I've just read through all 608 pages of this amazing thread, taking plenty of notes as I've gone. It's been a real eye opener!

 

I wonder if I could get some opinions regarding a couple of issues I have with Barclaycard.

 

I have two Barclaycard accounts, a Visa and a Mastercard account. I wrote off for copies of my agreements as per s 77/78. With my Visa account, the agreement had all the prescribed terms and had been signed by both Barclaycard and me; however, it also said "subject to the terms and conditions overleaf". The terms and conditions they sent me were clearly not a copy of the "overleaf" as they ran to two pages of A4 (the original application/agreement was only one page) and there was nothing to date them to the time I took out the card in 1987.

 

In the meantime, via this thread, I learned about Section 85. :grin: In the year 2000 my Visa account was "upgraded" to a Gold card with a new card and number. I didn't get a copy of the agreement at the time - just a letter telling me my account was being upgraded and what a privilege it was as I was such a good customer (blah, blah, blah).

 

I've kept all the statements filed away from that time, and it now looks as though (as they've been in default under Section 85) I've overpaid this account by over £1,600! :D :D I've written to them and asked for this to be refunded and await their reply.

 

I'm now turning my attention to my Mastercard. This started life as a Barclays Assent card, which I paid off before the card was discontinued. Below is a copy of what they sent me under my S77/78 request (yes, really).:lol:

 

CAG0003.gif

 

CAG0004.gif

 

From what I've read here it would seem this agreement is completely unenforceable - especially as the terms and conditions clearly were not the ones in force at the time of the application and it hasn't been signed by Barclaycard. It's a bit hard to read here, but the "terms and conditions" state they are a "notice of variation" and will come into effect seven days after I've received them.

 

Yesterday I received a letter from Barclaycard (below). It quotes Regulation 7 of the Consumer Credit (Cancellation and Copies of Documents) Regulations 1983. Unless I missed it somewhere (in which case I apologise) I haven't seen this one used before. Any suggestions as to how I should reply would be much appreciated.

 

Dear Mr Uptoneck,

 

Reference: SECTION 78 of the Consumer Credit Act 1974

 

Barclaycard Account Number: XXXXXXXX and XXXXXXX

 

I write further to your letter dated 23rd June 2008.

 

Firstly, please accept my apologies for the delay in responding to your letter.

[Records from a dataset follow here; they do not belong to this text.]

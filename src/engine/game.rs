//! The turn state machine.
//!
//! ## Round cycle
//!
//! ```text
//! begin_turn ──► AwaitingQuantumMove ──complete_placement──┐
//!      │                                                   ▼
//!      └──────► AwaitingCollapseChoice ──complete_collapse──► RoundResolving
//!                                                           │
//!               GameOver ◄── win or cannot_win ─────────────┤
//!               begin_turn ◄── otherwise ───────────────────┘
//! ```
//!
//! A turn starts in `AwaitingCollapseChoice` when the previous quantum move
//! closed a cycle; the player whose round it is picks the collapse.

use tracing::{debug, info};

use super::error::TurnError;
use super::phase::TurnPhase;
use super::presenter::Presenter;
use crate::core::{GameState, Move, Position};
use crate::rules::{self, WinClassification, WinResult};

/// Drives one game: validates answers, applies moves, scores rounds.
#[derive(Clone, Debug, Default)]
pub struct GameEngine {
    state: GameState,
    phase: TurnPhase,
    result: Option<WinResult>,
}

impl GameEngine {
    /// Engine for a fresh game.
    #[must_use]
    pub fn new() -> Self {
        Self::default()
    }

    /// Engine resuming from an existing state.
    #[must_use]
    pub fn from_state(state: GameState) -> Self {
        Self {
            state,
            phase: TurnPhase::NotStarted,
            result: None,
        }
    }

    #[must_use]
    pub fn state(&self) -> &GameState {
        &self.state
    }

    #[must_use]
    pub fn phase(&self) -> TurnPhase {
        self.phase
    }

    /// Final classification once the game is over.
    #[must_use]
    pub fn outcome(&self) -> Option<WinClassification> {
        match self.phase {
            TurnPhase::GameOver(classification) => Some(classification),
            _ => None,
        }
    }

    /// The raw lines behind the final classification.
    #[must_use]
    pub fn win_result(&self) -> Option<&WinResult> {
        self.result.as_ref()
    }

    /// Start the game and issue the first request.
    ///
    /// A state that is already decided goes straight to `GameOver`.
    pub fn start(&mut self, presenter: &mut dyn Presenter) {
        debug!(round = self.state.count(), "game started");
        let result = rules::user_has_won(self.state.board());
        if result.is_win() || self.state.board().cannot_win() {
            self.finish(result, presenter);
        } else {
            self.begin_turn(presenter);
        }
    }

    /// Issue the request for the current round.
    pub fn begin_turn(&mut self, presenter: &mut dyn Presenter) {
        if self.phase.is_over() {
            return;
        }

        let player = self.state.current_player();
        if let Some((piece, between)) = self.state.pending_cycle() {
            debug!(%player, %piece, "cycle closed, collapse required");
            self.phase = TurnPhase::AwaitingCollapseChoice {
                player,
                piece,
                between,
            };
            presenter.request_collapse_choice(between, player);
        } else {
            self.phase = TurnPhase::AwaitingQuantumMove { player };
            presenter.request_quantum_placement(player);
        }
    }

    /// Answer an outstanding placement request.
    pub fn complete_placement(
        &mut self,
        a: Position,
        b: Position,
        presenter: &mut dyn Presenter,
    ) -> Result<(), TurnError> {
        match self.phase {
            TurnPhase::AwaitingQuantumMove { .. } => {}
            TurnPhase::GameOver(_) => return Err(TurnError::GameOver),
            TurnPhase::NotStarted => return Err(TurnError::NotStarted),
            TurnPhase::AwaitingCollapseChoice { .. } | TurnPhase::RoundResolving => {
                return Err(TurnError::NoPlacementRequested)
            }
        }

        for position in [a, b] {
            if !position.is_valid() {
                return Err(TurnError::OutOfRange { position });
            }
            if self.state.board().get(position).is_classical() {
                return Err(TurnError::CellClassical { position });
            }
        }
        if a == b {
            return Err(TurnError::SameCell { position: a });
        }

        self.phase = TurnPhase::RoundResolving;
        self.state.apply(Move::Quantum(a, b));
        self.resolve_round(presenter);
        Ok(())
    }

    /// Answer an outstanding collapse request.
    pub fn complete_collapse(
        &mut self,
        position: Position,
        presenter: &mut dyn Presenter,
    ) -> Result<(), TurnError> {
        let (piece, between) = match self.phase {
            TurnPhase::AwaitingCollapseChoice { piece, between, .. } => (piece, between),
            TurnPhase::GameOver(_) => return Err(TurnError::GameOver),
            TurnPhase::NotStarted => return Err(TurnError::NotStarted),
            TurnPhase::AwaitingQuantumMove { .. } | TurnPhase::RoundResolving => {
                return Err(TurnError::NoCollapseRequested)
            }
        };

        if !between.contains(&position) {
            return Err(TurnError::NotOffered { position, between });
        }

        self.phase = TurnPhase::RoundResolving;
        let collapsed = self.state.apply(Move::Classical { piece, position });
        for cell in &collapsed {
            presenter.notify_tile_collapsed(cell.position, cell.player);
        }
        self.resolve_round(presenter);
        Ok(())
    }

    /// Answer whichever request is outstanding with a full move.
    ///
    /// A classical move must name the pending piece.
    pub fn submit(&mut self, mv: Move, presenter: &mut dyn Presenter) -> Result<(), TurnError> {
        match mv {
            Move::Quantum(a, b) => self.complete_placement(a, b, presenter),
            Move::Classical { piece, position } => {
                if let TurnPhase::AwaitingCollapseChoice { piece: expected, .. } = self.phase {
                    if expected != piece {
                        return Err(TurnError::WrongPiece { expected, got: piece });
                    }
                }
                self.complete_collapse(position, presenter)
            }
        }
    }

    fn resolve_round(&mut self, presenter: &mut dyn Presenter) {
        self.state.advance_round();

        let result = rules::user_has_won(self.state.board());
        for win in result.wins() {
            presenter.notify_winning_strip(win.strip);
        }

        if result.is_win() || self.state.board().cannot_win() {
            self.finish(result, presenter);
        } else {
            self.begin_turn(presenter);
        }
    }

    fn finish(&mut self, result: WinResult, presenter: &mut dyn Presenter) {
        let classification = result.classify();
        info!(%classification, rounds = self.state.count(), "game over");

        self.result = Some(result);
        self.phase = TurnPhase::GameOver(classification);
        presenter.notify_game_result(classification);
    }
}
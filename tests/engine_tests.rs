//! Engine integration tests: whole games through the request/completion API.

use quantum_ttt::board::{Board, BoardStrip, Tile};
use quantum_ttt::core::{GameState, Player, Position, QuantumPiece};
use quantum_ttt::engine::{GameEngine, PresenterEvent, RecordingPresenter, TurnError, TurnPhase};
use quantum_ttt::rules::{WinClassification, WinResult};

fn pos(row: u8, col: u8) -> Position {
    Position::new(row, col)
}

fn classical(board: &mut Board, row: u8, col: u8, player: Player, n: u32) {
    board.set(pos(row, col), Tile::classical(QuantumPiece::new(player, n)));
}

/// Play a placement and answer the collapse that follows, for the pair of
/// rounds where both players entangle the same two cells.
fn entangle_and_collapse(
    engine: &mut GameEngine,
    presenter: &mut RecordingPresenter,
    cells: (Position, Position),
    collapse_into: Position,
) {
    engine.complete_placement(cells.0, cells.1, presenter).unwrap();
    engine.complete_placement(cells.1, cells.0, presenter).unwrap();
    assert!(matches!(engine.phase(), TurnPhase::AwaitingCollapseChoice { .. }));
    engine.complete_collapse(collapse_into, presenter).unwrap();
}

// =============================================================================
// Full Games
// =============================================================================

#[test]
fn test_simultaneous_lines_end_in_narrow_win() {
    let mut engine = GameEngine::new();
    let mut presenter = RecordingPresenter::new();
    engine.start(&mut presenter);

    // Rounds 0-2: x1 into (0,0), o0 forced into (1,0).
    entangle_and_collapse(&mut engine, &mut presenter, (pos(0, 0), pos(1, 0)), pos(0, 0));
    // Rounds 3-5: o4 into (1,1), x3 forced into (0,1).
    entangle_and_collapse(&mut engine, &mut presenter, (pos(0, 1), pos(1, 1)), pos(1, 1));

    assert_eq!(engine.state().board().classical_count(), 4);
    assert_eq!(engine.phase(), TurnPhase::AwaitingQuantumMove { player: Player::O });

    // Rounds 6-8: x7 into (0,2) completes row 0 for X and forces o6 into
    // (1,2), completing row 1 for O.
    presenter.drain();
    entangle_and_collapse(&mut engine, &mut presenter, (pos(0, 2), pos(1, 2)), pos(0, 2));

    // Row 1 finished with o6, row 0 with x7: O completed first.
    assert_eq!(engine.outcome(), Some(WinClassification::NarrowWin(Player::O)));
    assert!(matches!(engine.win_result(), Some(WinResult::MultipleWins(wins)) if wins.len() == 2));

    let events = presenter.drain();
    let tail = &events[events.len() - 5..];
    assert_eq!(
        tail,
        &[
            PresenterEvent::TileCollapsed { position: pos(0, 2), player: Player::X },
            PresenterEvent::TileCollapsed { position: pos(1, 2), player: Player::O },
            PresenterEvent::WinningStrip(BoardStrip::Row(0)),
            PresenterEvent::WinningStrip(BoardStrip::Row(1)),
            PresenterEvent::GameResult(WinClassification::NarrowWin(Player::O)),
        ]
    );
}

#[test]
fn test_full_board_ends_in_draw() {
    // X O X
    // . O O
    // O X .
    let mut board = Board::new();
    classical(&mut board, 0, 0, Player::X, 1);
    classical(&mut board, 0, 1, Player::O, 0);
    classical(&mut board, 0, 2, Player::X, 3);
    classical(&mut board, 1, 1, Player::O, 2);
    classical(&mut board, 1, 2, Player::O, 4);
    classical(&mut board, 2, 0, Player::O, 6);
    classical(&mut board, 2, 1, Player::X, 5);

    let mut engine = GameEngine::from_state(GameState::from_board(board, 7));
    let mut presenter = RecordingPresenter::new();
    engine.start(&mut presenter);
    assert_eq!(engine.phase().awaiting(), Some(Player::X));

    // X collapses o8 into (2,2), pushing x7 into (1,0) and blocking row 1.
    entangle_and_collapse(&mut engine, &mut presenter, (pos(1, 0), pos(2, 2)), pos(2, 2));

    assert_eq!(engine.state().board().classical_count(), 9);
    assert_eq!(engine.outcome(), Some(WinClassification::Draw));
    assert_eq!(
        presenter.last(),
        Some(&PresenterEvent::GameResult(WinClassification::Draw))
    );
}

#[test]
fn test_history_matches_rounds() {
    let mut engine = GameEngine::new();
    let mut presenter = RecordingPresenter::new();
    engine.start(&mut presenter);

    entangle_and_collapse(&mut engine, &mut presenter, (pos(2, 2), pos(0, 0)), pos(2, 2));

    let history: Vec<_> = engine.state().history().iter().cloned().collect();
    assert_eq!(history.len(), 3);
    assert_eq!(history[0].player, Player::O);
    assert_eq!(history[1].player, Player::X);
    assert_eq!(history[2].player, Player::O);
    assert_eq!(history[2].round, 2);
    assert!(!history[2].mv.is_quantum());
}

// =============================================================================
// Request Protocol
// =============================================================================

#[test]
fn test_exactly_one_request_per_round() {
    let mut engine = GameEngine::new();
    let mut presenter = RecordingPresenter::new();
    engine.start(&mut presenter);

    engine.complete_placement(pos(0, 0), pos(2, 2), &mut presenter).unwrap();
    engine.complete_placement(pos(0, 2), pos(2, 0), &mut presenter).unwrap();

    let requests = presenter
        .events()
        .iter()
        .filter(|e| {
            matches!(
                e,
                PresenterEvent::QuantumPlacementRequested(_)
                    | PresenterEvent::CollapseChoiceRequested { .. }
            )
        })
        .count();
    assert_eq!(requests, 3);
}

#[test]
fn test_collapse_request_names_both_cells() {
    let mut engine = GameEngine::new();
    let mut presenter = RecordingPresenter::new();
    engine.start(&mut presenter);

    engine.complete_placement(pos(0, 1), pos(2, 1), &mut presenter).unwrap();
    engine.complete_placement(pos(2, 1), pos(0, 1), &mut presenter).unwrap();

    assert_eq!(
        presenter.last(),
        Some(&PresenterEvent::CollapseChoiceRequested {
            between: [pos(0, 1), pos(2, 1)],
            player: Player::O,
        })
    );
}

#[test]
fn test_placement_onto_classical_cell_rejected() {
    let mut engine = GameEngine::new();
    let mut presenter = RecordingPresenter::new();
    engine.start(&mut presenter);
    entangle_and_collapse(&mut engine, &mut presenter, (pos(0, 0), pos(1, 1)), pos(0, 0));

    let before = engine.state().clone();
    let err = engine
        .complete_placement(pos(0, 0), pos(2, 2), &mut presenter)
        .unwrap_err();

    assert_eq!(err, TurnError::CellClassical { position: pos(0, 0) });
    assert_eq!(err.to_string(), "position (0, 0) is already classical");
    assert_eq!(engine.state(), &before);
}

I have noted the issues you feel are in contention and I have reviewed what has been sent to you. However, I deem this to be sufficient for the bank to have fulfilled its obligations under Section 78 of the Consumer Credit Act 1974.

 

Credit Credit card agreements are regulated by Section 78 of the Consumer Credit Act 1974. Section 78 of this Act clearly determines a creditor only need supply a debtor a copy of the executed agreement, and a signed statement showing information which is practicable to refer.

 

The Consumer Credit (Cancellation Notices and Copies of Documents) Regulations 1983 deal with how we are to provide a copy of an executed agreement. Regulation 7, shows that where an agreement has been varied, as in your case, a debtor shall include a copy of the latest variation of terms. Regulation 7 does not state that the copy shall include a statement of the original terms as well as a statement of the varied terms. Therefore, Regulation 7 allows us to provide you with a copy of the executed agreement containing the terms and conditions current at the time of supplying the copy.

 

Regarding a signed statement showing information which is practicable to refer, the letter you received with your executed agreement, dated 7th June 2008 fulfils this obligation. This confirms that what we have supplied you, fulfils the Bank's obligation under Section 78.

 

In your letter you state you have not been supplied with the requisite documents that section 78 entitles you to. I disagree with this. What has been sent to you is a clear copy of the executed agreement. Within this document the relevant conditions which are regulated by the consumer credit agreement are included. Further to this, you have also been provided with a copy of your application form. This shows your signature and your personal information. All documents, other than the executed agreement were given to you for your convenience - Section 78 of the Consumer Credit Act 1974 only requires us to provide you with the information stated above.

 

Regarding your application form, you state that it does not adhere to the prescribed form set by the Consumer Credit Act 1974. Regulation 3(2)(a) of the Consumer Credit (Cancellation Notices and Copies of Documents) Regulations 1983, shows that when providing copy documents, any information included in an executed agreement can be omitted from other copy documents. This demonstrates that your copy application form need not contain all the elements contained within the executed agreement.

 

You should carry on paying the debt you have accrued on your account. We do not class the account as "in dispute", you have been supplied with the relevant documentation under Section 78 of the Consumer Credit Act 1974, and we will carry on with collection services.

 

I hope this letter has helped with your concerns about the documents you have been supplied with under section 78 of the Consumer Credit Act 1974.

 

 

Yours sincerely,

 

Etc.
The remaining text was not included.